### WORK INSTRUCTIONS
Your task is to output, without alteration, each line from the one containing "fn pad(cell: &str, width: usize)" through the final line of the records below.

(Saved entries)
****
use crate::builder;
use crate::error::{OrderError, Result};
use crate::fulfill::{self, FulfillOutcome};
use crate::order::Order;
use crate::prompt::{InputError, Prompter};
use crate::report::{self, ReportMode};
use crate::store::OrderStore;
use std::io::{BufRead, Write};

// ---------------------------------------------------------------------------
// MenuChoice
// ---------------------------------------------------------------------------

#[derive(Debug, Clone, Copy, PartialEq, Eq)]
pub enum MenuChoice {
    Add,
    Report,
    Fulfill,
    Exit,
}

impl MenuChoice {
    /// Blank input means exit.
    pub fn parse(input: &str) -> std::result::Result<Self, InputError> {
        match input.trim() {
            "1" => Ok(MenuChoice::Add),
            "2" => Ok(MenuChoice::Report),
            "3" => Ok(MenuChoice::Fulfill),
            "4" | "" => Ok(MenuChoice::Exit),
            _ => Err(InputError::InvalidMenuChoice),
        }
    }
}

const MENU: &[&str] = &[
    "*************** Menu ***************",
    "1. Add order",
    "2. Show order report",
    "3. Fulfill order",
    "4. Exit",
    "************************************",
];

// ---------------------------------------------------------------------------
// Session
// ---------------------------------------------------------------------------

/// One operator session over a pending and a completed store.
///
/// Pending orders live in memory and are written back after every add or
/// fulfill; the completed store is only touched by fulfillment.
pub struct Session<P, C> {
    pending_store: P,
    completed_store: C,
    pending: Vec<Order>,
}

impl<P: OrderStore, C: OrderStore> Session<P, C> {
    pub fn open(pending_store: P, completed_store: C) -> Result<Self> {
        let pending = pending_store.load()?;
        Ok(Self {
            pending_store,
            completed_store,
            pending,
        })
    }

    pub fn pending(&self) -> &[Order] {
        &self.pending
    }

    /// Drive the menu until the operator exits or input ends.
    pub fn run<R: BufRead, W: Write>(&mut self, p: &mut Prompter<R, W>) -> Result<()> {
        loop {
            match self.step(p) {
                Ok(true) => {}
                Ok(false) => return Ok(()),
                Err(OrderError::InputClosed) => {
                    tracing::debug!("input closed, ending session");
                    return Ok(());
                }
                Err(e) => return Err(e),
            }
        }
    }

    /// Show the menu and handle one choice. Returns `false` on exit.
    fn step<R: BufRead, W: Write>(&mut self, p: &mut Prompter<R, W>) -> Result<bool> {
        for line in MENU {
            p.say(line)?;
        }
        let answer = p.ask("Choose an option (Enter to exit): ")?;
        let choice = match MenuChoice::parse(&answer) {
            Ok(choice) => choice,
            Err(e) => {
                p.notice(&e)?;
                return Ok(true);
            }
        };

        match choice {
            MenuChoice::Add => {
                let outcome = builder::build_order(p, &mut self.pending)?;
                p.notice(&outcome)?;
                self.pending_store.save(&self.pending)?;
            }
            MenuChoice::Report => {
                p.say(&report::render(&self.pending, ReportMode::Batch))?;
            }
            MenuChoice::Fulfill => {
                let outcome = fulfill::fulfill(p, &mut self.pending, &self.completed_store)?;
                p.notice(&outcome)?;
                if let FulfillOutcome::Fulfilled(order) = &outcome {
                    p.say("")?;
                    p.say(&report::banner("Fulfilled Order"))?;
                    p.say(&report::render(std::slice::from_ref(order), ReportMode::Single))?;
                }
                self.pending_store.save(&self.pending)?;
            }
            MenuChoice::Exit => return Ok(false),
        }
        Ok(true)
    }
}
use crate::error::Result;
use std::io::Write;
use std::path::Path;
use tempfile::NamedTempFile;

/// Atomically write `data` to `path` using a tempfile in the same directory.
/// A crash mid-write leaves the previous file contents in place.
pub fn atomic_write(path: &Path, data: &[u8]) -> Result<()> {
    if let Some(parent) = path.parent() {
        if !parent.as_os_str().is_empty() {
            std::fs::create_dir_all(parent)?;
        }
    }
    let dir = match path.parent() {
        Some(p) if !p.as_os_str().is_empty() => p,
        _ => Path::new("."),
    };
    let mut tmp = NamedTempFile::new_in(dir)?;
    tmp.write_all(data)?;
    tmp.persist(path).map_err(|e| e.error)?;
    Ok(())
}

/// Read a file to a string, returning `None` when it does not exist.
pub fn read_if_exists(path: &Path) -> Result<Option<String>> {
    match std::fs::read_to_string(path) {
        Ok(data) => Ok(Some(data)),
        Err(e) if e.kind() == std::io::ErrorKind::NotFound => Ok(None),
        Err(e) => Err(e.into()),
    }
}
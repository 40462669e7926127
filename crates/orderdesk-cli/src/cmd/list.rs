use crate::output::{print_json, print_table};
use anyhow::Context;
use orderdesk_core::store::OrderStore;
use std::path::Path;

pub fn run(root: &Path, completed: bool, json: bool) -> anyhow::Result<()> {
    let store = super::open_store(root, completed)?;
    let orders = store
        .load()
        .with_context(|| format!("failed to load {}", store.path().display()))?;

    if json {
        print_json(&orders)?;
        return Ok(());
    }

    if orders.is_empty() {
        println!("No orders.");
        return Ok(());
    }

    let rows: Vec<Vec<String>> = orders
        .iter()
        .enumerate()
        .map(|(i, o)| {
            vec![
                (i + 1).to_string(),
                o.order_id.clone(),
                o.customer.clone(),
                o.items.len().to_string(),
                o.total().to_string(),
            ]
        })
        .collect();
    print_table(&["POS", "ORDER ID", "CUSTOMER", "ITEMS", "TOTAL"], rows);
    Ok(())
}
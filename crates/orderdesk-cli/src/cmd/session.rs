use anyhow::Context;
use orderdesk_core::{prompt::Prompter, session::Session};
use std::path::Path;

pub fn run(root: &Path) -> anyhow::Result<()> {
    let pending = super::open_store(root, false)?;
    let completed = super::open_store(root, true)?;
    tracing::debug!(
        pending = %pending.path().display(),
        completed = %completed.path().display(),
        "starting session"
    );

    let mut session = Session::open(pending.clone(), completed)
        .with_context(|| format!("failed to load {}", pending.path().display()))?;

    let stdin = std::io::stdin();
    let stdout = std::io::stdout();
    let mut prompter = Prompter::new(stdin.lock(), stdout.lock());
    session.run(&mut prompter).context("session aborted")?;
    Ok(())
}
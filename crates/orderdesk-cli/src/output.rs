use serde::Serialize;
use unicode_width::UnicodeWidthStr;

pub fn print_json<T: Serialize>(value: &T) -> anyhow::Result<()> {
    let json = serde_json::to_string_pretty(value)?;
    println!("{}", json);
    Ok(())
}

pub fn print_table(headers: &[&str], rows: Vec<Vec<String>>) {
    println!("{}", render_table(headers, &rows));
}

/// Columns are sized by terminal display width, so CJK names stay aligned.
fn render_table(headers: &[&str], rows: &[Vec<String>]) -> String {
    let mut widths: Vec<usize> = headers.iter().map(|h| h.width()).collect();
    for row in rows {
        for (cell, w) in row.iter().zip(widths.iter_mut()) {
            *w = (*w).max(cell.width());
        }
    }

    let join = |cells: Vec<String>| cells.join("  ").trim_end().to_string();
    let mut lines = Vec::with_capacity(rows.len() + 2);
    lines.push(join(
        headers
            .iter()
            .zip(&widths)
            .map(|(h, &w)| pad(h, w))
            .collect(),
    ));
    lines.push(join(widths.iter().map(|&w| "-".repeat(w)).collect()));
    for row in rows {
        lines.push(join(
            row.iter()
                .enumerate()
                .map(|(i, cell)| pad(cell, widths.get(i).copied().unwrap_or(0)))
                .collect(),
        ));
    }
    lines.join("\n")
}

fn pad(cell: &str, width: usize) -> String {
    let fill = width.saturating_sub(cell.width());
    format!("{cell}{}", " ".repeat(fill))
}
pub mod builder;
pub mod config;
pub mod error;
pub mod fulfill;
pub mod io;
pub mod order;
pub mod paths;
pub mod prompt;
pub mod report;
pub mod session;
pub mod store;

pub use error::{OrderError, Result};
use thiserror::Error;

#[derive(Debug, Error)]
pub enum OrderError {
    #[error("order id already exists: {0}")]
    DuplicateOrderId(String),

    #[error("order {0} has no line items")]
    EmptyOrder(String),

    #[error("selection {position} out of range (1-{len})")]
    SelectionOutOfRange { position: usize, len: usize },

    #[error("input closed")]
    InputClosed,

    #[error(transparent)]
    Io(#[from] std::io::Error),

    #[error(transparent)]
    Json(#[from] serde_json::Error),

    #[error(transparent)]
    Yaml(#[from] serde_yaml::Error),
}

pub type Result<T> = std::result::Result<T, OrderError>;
****
### ANSWER BOX
fn pad(cell: &str, width: usize) -> String {
    let fill = width.saturating_sub(cell.width());
    format!("{cell}{}", " ".repeat(fill))
}
pub mod builder;
pub mod config;
pub mod error;
pub mod fulfill;
pub mod io;
pub mod order;
pub mod paths;
pub mod prompt;
pub mod report;
pub mod session;
pub mod store;

pub use error::{OrderError, Result};
use thiserror::Error;

#[derive(Debug, Error)]
pub enum OrderError {
    #[error("order id already exists: {0}")]
    DuplicateOrderId(String),

    #[error("order {0} has no line items")]
    EmptyOrder(String),

    #[error("selection {position} out of range (1-{len})")]
    SelectionOutOfRange { position: usize, len: usize },

    #[error("input closed")]
    InputClosed,

    #[error(transparent)]
    Io(#[from] std::io::Error),

    #[error(transparent)]
    Json(#[from] serde_json::Error),

    #[error(transparent)]
    Yaml(#[from] serde_yaml::Error),
}

pub type Result<T> = std::result::Result<T, OrderError>;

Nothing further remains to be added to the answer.